While the man-spider doused Knuckle in webbing, the monstrous spider on the web above Pinch recovered from the loss of its eye. It too squirted a spurt of web, targeting Pinch. It got him good, too.
Both Knuckle and Pinch were now thoroughly coated and held almost immobile. Behind Peep, Choke was likewise helpless. Peep stepped to Choke and began slashing through the webbing that held him.
Above Knuckle, the man-spider quickly tied up the web trailings dripping from its now prolapsed sphincter and tied them off to its main line. After the few seconds this took, it dropped to the ground next to Knuckle with a heavy thud. Almost delicately, it bit him on the neck. Then it snipped Knuckle free of those web strands that held him to the ground, wrapped its legs securely around him, and climbed back up its new line. As the man-spider ascended, it rolled Knuckle underneath as it extruded more webbing upon him, wrapping him up tightly in a secure package.

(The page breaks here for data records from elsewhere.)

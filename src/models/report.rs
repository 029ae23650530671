use std::path::PathBuf;

use chrono::{DateTime, Utc};
use serde::{Deserialize, Serialize};
use uuid::Uuid;

use super::enums::{NarrativeSource, ReportFormat};

/// The single canonical record of a generated report. One per assessment;
/// regeneration replaces it.
#[derive(Debug, Clone, PartialEq, Serialize, Deserialize)]
pub struct ReportArtifact {
    pub assessment_id: Uuid,
    pub narrative_text: String,
    pub narrative_source: NarrativeSource,
    pub chart_refs: Vec<PathBuf>,
    pub document_ref: PathBuf,
    pub format: ReportFormat,
    pub generated_at: DateTime<Utc>,
}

However, Knuckle in a full suit of mail was by no means an easy burden, and the man-spider ascended its lines slowly and laboriously. It climbed arm over arm as its hind limbs worked on binding Knuckle.
Meanwhile, Peep got Choke disentangled enough that he could start working on freeing himself. She left him to it and charged Pinch’s way. The spider above him had descended on a line and bitten him in the neck as well. That was as much as it was able to do, though, as it scurried back up its line as Peep close on them.
Stopping a couple of meters back from Pinch, Peep thrust her left palm upwards as she again screamed, “Stron!”
Once again, a three-meter jet of flames roared from her hand. The spider narrowly avoided being immolated as it got out of range just in time. Peep took a step forward as she swung her arm in a wide arc around Pinch, burning the webs that held him in mid-air. He fell to the ground and continued writhing. The monstrous spider above decided it wanted no part of this and retreated into the pine tree from where it had come.
While still coated in thick, rubbery strands of webbing, Choke was now free enough to act. He quickly picked up Knuckle’s crossbow and reloaded it. The man-spider was still working its way up the incline of its original line between the tower and the tree, swinging arm over arm with Knuckle dangling underneath. Choke took careful aim and shot it in the middle of its bloated torso. The quarrel bit deep into its flesh. The creature gave a distressed, squeaking chitter, but kept on swinging its way upwards.
Overtop of Pinch, Peep picked up his hunting bow from where it had fallen when she had burned the webbing. Her shortbow arrows were a little short for it, preventing a full-powered draw. Even so, she managed to pierce the man-spider’s rubbery hide twice before it clambered up on top of the tower and out of sight, taking Knuckle with it. Behind her, Choke finished reloading just a couple of seconds too late to get a second shot off.
Then, just as it had been before Pinch had walked into the monstrous spiders’ web, the forest was quiet.